Mumfest- Brighton's charitable antidote to music industry impropriety
Credit: Far Out / MumFest

As a perfect display of the city’s community spirit and the fact that friendship seems to fuel it all, the immediate response to Goodall’s idea was incredible as he said, “I was overwhelmed by the response from the local scene, and am hugely lucky to have so many compassionate and talented people around me that make this festival so special each year,” and it keeps getting more overwhelming.

“Initially, it was going to be a one-off event; we had just one venue (Green Door Store), ten bands and one day, and that seemed like a mountain to climb at the time. We raised over £1,500 for our charities, which is fantastic,” he recounted, but it was seeing the crowd connecting that motivated him to push it further.

“There seemed to be such an amazing community of people brought together for the festival, in a safe environment where they shared their own experiences with what is such a brutal and indiscriminate illness,” he explained, adding, “That was my main motivation for making Mumfest a recurring event. In year two, we moved into a multi-venue setting, adding Rossi Bar and Under The Bridge studios as stages.”

That year, the money raised doubled. In 2025, for its third year, another venue has been added, and the event has been extended to a two-day affair to level up again. All of this growth can happen for one reason and one reason only: the people of the city want to help each other out, and in Goodall’s eyes, Mumfest could really only happen in Brighton.
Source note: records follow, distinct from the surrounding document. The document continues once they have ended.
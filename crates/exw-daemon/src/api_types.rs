//! Request and response bodies for the exw-daemon HTTP endpoints.
//!
//! No business logic lives here.

use exw_engine::MonitorSnapshot;
use exw_schemas::{Capabilities, Identity, LogEntry, RawSignal, VerificationOutcome};
use exw_session::Precondition;
use serde::{Deserialize, Serialize};
use uuid::Uuid;

#[derive(Debug, Clone, Serialize, Deserialize)]
pub struct HealthResponse {
    pub ok: bool,
    pub service: String,
    pub version: String,
    pub config_hash: Option<String>,
}

// ---------------------------------------------------------------------------
// Requests
// ---------------------------------------------------------------------------

#[derive(Debug, Clone, Serialize, Deserialize)]
pub struct StartRequest {
    pub ts_ms: u64,
    pub identity: Identity,
    #[serde(default)]
    pub capabilities: Capabilities,
}

/// Body for submit / time-expired.
#[derive(Debug, Clone, Serialize, Deserialize)]
pub struct TimestampRequest {
    pub ts_ms: u64,
}

#[derive(Debug, Clone, Serialize, Deserialize)]
pub struct SignalsRequest {
    pub signals: Vec<RawSignal>,
}

#[derive(Debug, Clone, Serialize, Deserialize)]
pub struct VerificationRequest {
    pub ts_ms: u64,
    #[serde(default)]
    pub outcome: VerificationOutcome,
}

// ---------------------------------------------------------------------------
// Responses
// ---------------------------------------------------------------------------

#[derive(Debug, Clone, Serialize, Deserialize)]
pub struct SessionResponse {
    pub session_id: Uuid,
    pub snapshot: MonitorSnapshot,
}

#[derive(Debug, Clone, Serialize, Deserialize)]
pub struct SignalsResponse {
    pub session_id: Uuid,
    pub accepted: u32,
    pub discarded: u32,
    pub warnings_raised: u32,
    pub terminated: bool,
    pub snapshot: MonitorSnapshot,
}

#[derive(Debug, Clone, Serialize, Deserialize)]
pub struct LogResponse {
    pub session_id: Uuid,
    pub entries: Vec<LogEntry>,
}

/// 403 when the session start gate fails.
#[derive(Debug, Clone, Serialize, Deserialize)]
pub struct GateRefusedResponse {
    pub error: String,
    pub gate: String,
    pub missing: Vec<Precondition>,
}

/// 404 / 409 bodies.
#[derive(Debug, Clone, Serialize, Deserialize)]
pub struct ErrorResponse {
    pub error: String,
}

impl ErrorResponse {
    pub fn new(error: impl Into<String>) -> Self {
        Self {
            error: error.into(),
        }
    }
}
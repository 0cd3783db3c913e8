use std::collections::BTreeSet;

use exw_ledger::{
    record_event, record_typing, Disposition, EscalationState, LedgerState, RecordOutcome,
    ViolationCounters, WarningRecord,
};
use exw_schemas::{
    Capabilities, Event, EventKind, Identity, LogEntry, RawSignal, SessionInput, Severity,
    VerificationOutcome,
};
use exw_scoring::{build_report, IntegrityReport, ReportInputs};
use exw_session::{EndCause, SessionMachine, SessionState, TransitionError};
use exw_signals::{EventNormalizer, Normalized};
use exw_typing::{observe_interval, TypingState};
use tracing::{error, info, warn};

use crate::{Applied, DiscardReason, EngineConfig, IngestOutcome, MonitorSnapshot, SessionLog};

/// One exam attempt: normalizer, estimator, ledger, escalation and session
/// machine behind a single `&mut self` surface. Every call runs to completion.
#[derive(Clone, Debug)]
pub struct MonitorEngine {
    cfg: EngineConfig,
    normalizer: EventNormalizer,
    typing: TypingState,
    ledger: LedgerState,
    escalation: EscalationState,
    session: SessionMachine,
    log: SessionLog,
    verification: Option<VerificationOutcome>,
    report: Option<IntegrityReport>,
    events_recorded: u64,
    /// Caller-supplied `seq` of every canonical event delivered so far.
    external_seen: BTreeSet<u64>,
}

impl MonitorEngine {
    pub fn new(cfg: EngineConfig) -> Self {
        Self {
            normalizer: EventNormalizer::new(cfg.signals.clone()),
            typing: TypingState::new(),
            ledger: LedgerState::new(),
            escalation: EscalationState::new(cfg.max_warnings),
            session: SessionMachine::new(cfg.session.clone()),
            log: SessionLog::new(),
            verification: None,
            report: None,
            events_recorded: 0,
            external_seen: BTreeSet::new(),
            cfg,
        }
    }

    pub fn config(&self) -> &EngineConfig {
        &self.cfg
    }

    pub fn state(&self) -> SessionState {
        self.session.state()
    }

    pub fn session(&self) -> &SessionMachine {
        &self.session
    }

    pub fn current_warning_count(&self) -> u32 {
        self.escalation.budget().count
    }

    pub fn current_counters(&self) -> ViolationCounters {
        self.ledger.counters()
    }

    /// Full session log, arrival order.
    pub fn log(&self) -> &[LogEntry] {
        self.log.entries()
    }

    /// Full warning log, raise order.
    pub fn warnings(&self) -> &[WarningRecord] {
        self.escalation.log()
    }

    /// Available once the session is Completed.
    pub fn report(&self) -> Option<&IntegrityReport> {
        self.report.as_ref()
    }

    // ---------------------------------------------------------------------
    // Lifecycle
    // ---------------------------------------------------------------------

    /// Setup -> InProgress once every required gate passes.
    pub fn begin(
        &mut self,
        identity: Identity,
        caps: &Capabilities,
        ts_ms: u64,
    ) -> Result<(), TransitionError> {
        let line = format!(
            "Exam started for {} ({})",
            identity.student_name.trim(),
            identity.student_id.trim()
        );
        if let Err(e) = self.session.begin(identity, caps, ts_ms) {
            warn!(error = %e, "session start refused");
            return Err(e);
        }
        info!(ts_ms, "session started");
        self.log.push(ts_ms, Severity::Info, line);
        Ok(())
    }

    pub fn submit(&mut self, ts_ms: u64) -> Result<(), TransitionError> {
        self.end_exam(EndCause::Submitted, ts_ms)
    }

    pub fn time_expired(&mut self, ts_ms: u64) -> Result<(), TransitionError> {
        self.end_exam(EndCause::TimeExpired, ts_ms)
    }

    /// Verification -> Completed; builds the report exactly once.
    pub fn complete_verification(
        &mut self,
        outcome: VerificationOutcome,
        ts_ms: u64,
    ) -> Result<&IntegrityReport, TransitionError> {
        let was_terminated = self.session.complete_verification(ts_ms)?;

        let line = if outcome.skipped {
            "Oral verification skipped".to_string()
        } else {
            format!(
                "Oral verification complete ({} responses)",
                outcome.responses.len()
            )
        };
        self.log.push(ts_ms, Severity::Info, line);
        self.verification = Some(outcome);

        let report = self.build_report(was_terminated, ts_ms);
        info!(
            score = report.score,
            verdict = ?report.verdict,
            was_terminated,
            "session completed"
        );
        Ok(self.report.insert(report))
    }

    fn end_exam(&mut self, cause: EndCause, ts_ms: u64) -> Result<(), TransitionError> {
        self.session.end_exam(cause, ts_ms)?;
        self.normalizer.close();

        let line = match cause {
            EndCause::Submitted => "Exam submitted",
            EndCause::TimeExpired => "Time expired: exam ended",
            EndCause::Terminated => "Exam terminated: warning limit reached",
        };
        let severity = if cause == EndCause::Terminated {
            Severity::Critical
        } else {
            Severity::Info
        };
        self.log.push(ts_ms, severity, line);
        Ok(())
    }

    fn build_report(&self, was_terminated: bool, completed_at_ms: u64) -> IntegrityReport {
        let skipped = VerificationOutcome::skipped();
        build_report(
            &self.cfg.scoring,
            ReportInputs {
                counters: self.ledger.counters(),
                warning_log: self.escalation.log(),
                log: self.log.entries(),
                was_terminated,
                end_cause: self.session.end_cause(),
                identity: self.session.identity(),
                verification: self.verification.as_ref().unwrap_or(&skipped),
                started_at_ms: self.session.started_at_ms(),
                ended_at_ms: self.session.ended_at_ms(),
                completed_at_ms,
            },
        )
    }

    // ---------------------------------------------------------------------
    // Signals
    // ---------------------------------------------------------------------

    /// Normalize a raw platform signal and ingest the resulting event.
    pub fn ingest_raw(&mut self, raw: &RawSignal) -> IngestOutcome {
        if !self.session.accepts_events() {
            return self.discard_out_of_state(raw.ts_ms());
        }
        let normalized = self.normalizer.normalize(raw);
        self.record(normalized)
    }

    /// Ingest one canonical event.
    ///
    /// The caller's `seq` identifies redeliveries; a `seq` seen before is a
    /// duplicate whatever order it arrives in. Accepted events join the same
    /// arrival sequence as raw signals, so the two can be mixed freely.
    pub fn ingest(&mut self, ev: &Event) -> IngestOutcome {
        if !self.session.accepts_events() {
            return self.discard_out_of_state(ev.ts_ms);
        }
        if !self.external_seen.insert(ev.seq) {
            return IngestOutcome::Discarded {
                reason: DiscardReason::Duplicate,
            };
        }
        let normalized = self.normalizer.admit(ev);
        self.record(normalized)
    }

    /// Ledger, then estimator for key intervals. Only events that survive
    /// both count towards `events_recorded`.
    fn record(&mut self, normalized: Normalized) -> IngestOutcome {
        let ev = match normalized {
            Normalized::Emitted(ev) => ev,
            Normalized::Suppressed(reason) => {
                return IngestOutcome::Discarded {
                    reason: DiscardReason::Suppressed(reason),
                }
            }
        };

        let outcome = record_event(&self.cfg.ledger, &mut self.ledger, &mut self.escalation, &ev);
        if outcome.disposition == Disposition::Duplicate {
            return IngestOutcome::Discarded {
                reason: DiscardReason::Duplicate,
            };
        }

        let decision = match ev.kind {
            EventKind::KeyInterval { ms } => {
                let decision = observe_interval(&self.cfg.typing, &mut self.typing, ms);
                if !decision.is_accepted() {
                    return IngestOutcome::Discarded {
                        reason: DiscardReason::BadInterval(decision.reason),
                    };
                }
                Some(decision)
            }
            _ => None,
        };
        self.events_recorded += 1;

        let mut warnings_raised = 0;
        let mut terminated = false;
        self.absorb(ev.ts_ms, outcome, &mut warnings_raised, &mut terminated);

        if let Some(decision) = decision {
            if decision.established_now {
                let b = &self.typing.baseline;
                self.log.push(
                    ev.ts_ms,
                    Severity::Info,
                    format!(
                        "Typing baseline established (mean {:.1} ms, std dev {:.1} ms)",
                        b.mean_ms, b.std_dev_ms
                    ),
                );
            }
            for signal in &decision.signals {
                let out = record_typing(&mut self.ledger, &mut self.escalation, signal, ev.ts_ms);
                self.absorb(ev.ts_ms, out, &mut warnings_raised, &mut terminated);
            }
        }

        IngestOutcome::Accepted {
            seq: ev.seq,
            warnings_raised,
            terminated,
        }
    }

    /// Route one scripted input. Refused transitions are reported, not raised.
    pub fn apply(&mut self, input: &SessionInput) -> Applied {
        let transition = match input {
            SessionInput::Signal { signal } => return Applied::Ingested(self.ingest_raw(signal)),
            SessionInput::Event { event } => return Applied::Ingested(self.ingest(event)),
            SessionInput::Start {
                ts_ms,
                identity,
                capabilities,
            } => self.begin(identity.clone(), capabilities, *ts_ms),
            SessionInput::Submit { ts_ms } => self.submit(*ts_ms),
            SessionInput::TimeExpired { ts_ms } => self.time_expired(*ts_ms),
            SessionInput::VerificationComplete { ts_ms, outcome } => self
                .complete_verification(outcome.clone(), *ts_ms)
                .map(|_| ()),
        };
        match transition {
            Ok(()) => Applied::Transitioned(self.session.state()),
            Err(e) => Applied::Refused(e),
        }
    }

    pub fn snapshot(&self) -> MonitorSnapshot {
        let state = self.session.state();
        MonitorSnapshot {
            state,
            state_label: state.as_str().to_string(),
            counters: self.ledger.counters(),
            budget: self.escalation.budget(),
            baseline: self.typing.baseline.clone(),
            burst_run: self.typing.burst_run,
            events_recorded: self.events_recorded,
            recent_warnings: self.escalation.recent(self.cfg.scoring.warning_display_limit),
            recent_log: self.log.recent(self.cfg.live_log_limit),
            report_ready: self.report.is_some(),
        }
    }

    // ---------------------------------------------------------------------
    // Internals
    // ---------------------------------------------------------------------

    fn discard_out_of_state(&self, ts_ms: u64) -> IngestOutcome {
        let state = self.session.state();
        info!(ts_ms, state = state.as_str(), "event discarded outside exam");
        IngestOutcome::Discarded {
            reason: DiscardReason::NotInProgress(state),
        }
    }

    /// Fold one ledger outcome into the session log, firing termination if required.
    fn absorb(
        &mut self,
        ts_ms: u64,
        out: RecordOutcome,
        warnings_raised: &mut u32,
        terminated: &mut bool,
    ) {
        let fire = out.requires_termination();

        if let Some(note) = out.note {
            let severity = if out.counted.is_some() {
                Severity::Warning
            } else {
                Severity::Info
            };
            self.log.push(ts_ms, severity, note);
        }

        if let Some(w) = out.warning {
            *warnings_raised += 1;
            warn!(
                ts_ms,
                title = %w.title,
                count = w.decision.count,
                remaining = w.decision.remaining,
                "warning raised"
            );
            self.log.push(
                ts_ms,
                Severity::Violation,
                format!(
                    "Warning {}/{}: {}: {}",
                    w.decision.count, self.cfg.max_warnings, w.title, w.message
                ),
            );
        }

        if fire {
            *terminated = true;
            error!(
                ts_ms,
                warnings = self.escalation.budget().count,
                "warning budget exhausted; terminating exam"
            );
            if let Err(e) = self.end_exam(EndCause::Terminated, ts_ms) {
                // Terminate fires once and only from InProgress; keep going regardless.
                error!(error = %e, "terminate transition refused");
            }
        }
    }
}
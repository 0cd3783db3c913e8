use exw_audit::{verify_hash_chain, verify_hash_chain_str, AuditWriter, VerifyResult, TOPIC_LOG};
use exw_schemas::{LogEntry, Severity};
use serde_json::json;
use uuid::Uuid;

fn write_five(path: &std::path::Path) {
    let mut w = AuditWriter::new(path, Uuid::new_v4(), true).unwrap();
    for i in 0..5 {
        w.append("SESSION", &format!("STEP_{i}"), json!({"index": i}))
            .unwrap();
    }
    assert_eq!(w.seq(), 5);
}

#[test]
fn untampered_chain_verifies_valid() {
    let dir = tempfile::tempdir().unwrap();
    let path = dir.path().join("audit.jsonl");
    write_five(&path);

    assert_eq!(
        verify_hash_chain(&path).unwrap(),
        VerifyResult::Valid { lines: 5 }
    );
}

#[test]
fn tampered_payload_detected_at_its_line() {
    let dir = tempfile::tempdir().unwrap();
    let path = dir.path().join("audit.jsonl");
    write_five(&path);

    let content = std::fs::read_to_string(&path).unwrap();
    let tampered: Vec<String> = content
        .lines()
        .enumerate()
        .map(|(i, l)| {
            if i == 2 {
                l.replace("\"index\":2", "\"index\":7")
            } else {
                l.to_string()
            }
        })
        .collect();
    assert_ne!(tampered.join("\n"), content.trim_end());

    match verify_hash_chain_str(&tampered.join("\n")).unwrap() {
        VerifyResult::Broken { line, reason } => {
            assert_eq!(line, 3);
            assert!(reason.contains("hash_self"), "{reason}");
        }
        other => panic!("expected broken chain, got {other:?}"),
    }
}

#[test]
fn deleted_line_breaks_chain() {
    let dir = tempfile::tempdir().unwrap();
    let path = dir.path().join("audit.jsonl");
    write_five(&path);

    let content = std::fs::read_to_string(&path).unwrap();
    let kept: Vec<&str> = content
        .lines()
        .enumerate()
        .filter(|(i, _)| *i != 1)
        .map(|(_, l)| l)
        .collect();

    let result = verify_hash_chain_str(&kept.join("\n")).unwrap();
    assert!(!result.is_valid());
}

#[test]
fn log_entries_are_written_one_per_line() {
    let dir = tempfile::tempdir().unwrap();
    let path = dir.path().join("nested").join("audit.jsonl");
    let mut w = AuditWriter::new(&path, Uuid::new_v4(), true).unwrap();

    let entries = vec![
        LogEntry::new(0, Severity::Info, "Exam started"),
        LogEntry::new(5_000, Severity::Violation, "Warning 1/5: Looking Away"),
    ];
    assert_eq!(w.append_log_entries(&entries).unwrap(), 2);

    let content = std::fs::read_to_string(&path).unwrap();
    let first: serde_json::Value = serde_json::from_str(content.lines().next().unwrap()).unwrap();
    assert_eq!(first["topic"], TOPIC_LOG);
    assert_eq!(first["kind"], "INFO");
    assert_eq!(first["payload"]["message"], "Exam started");
    assert!(first["hash_prev"].is_null());
    assert!(verify_hash_chain(&path).unwrap().is_valid());
}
“All ships rise with the tide”.

“Brighton is unique, there is a huge, huge glut of creatives and musicians down here all trying to make their voices heard and a massive creative outlet that rarely disappoints,” he added. “However, that’s not the unique part. For me, the unique part is that instead of trying to outshine one another or use each other as stepping stones, everyone is seemingly each other’s biggest cheerleaders,” he said, noting that competitiveness has no place there.

While others paint the music world out to be a cut-throat, dog-eat-dog world, that’s simply not the ethos of the town. Instead, Goodall speaks of a different one: “I heard a band say at a show recently, ‘All ships rise with the tide’, and that’s largely the attitude here”.

As aptly as the name and the origin suggest, Goodall said, “Knowing each band personally through shows, friend groups, or just meeting people at the bar makes the whole festival feel like a family gathering of sorts.”

Built by the community but being for a cause so much bigger than them, it’s tough to think of a more idyllic example of exactly how the music world should be; seeing art as a community thing and then using it as a tool to help people and make change.

“It’s all about the community. We’re a not-for-profit festival, so people buying tickets know that every penny they spend is going to the causes we support; there is no middle man company taking a cut, no sponsors that have nefarious interests elsewhere,” Goodall said as the succinct reminder about why local-run events are so essential. But really, at the core for Goodall, there is one simple point of it all, which is “Just seeing my mum out and about again post treatment was an incredible thing for me”.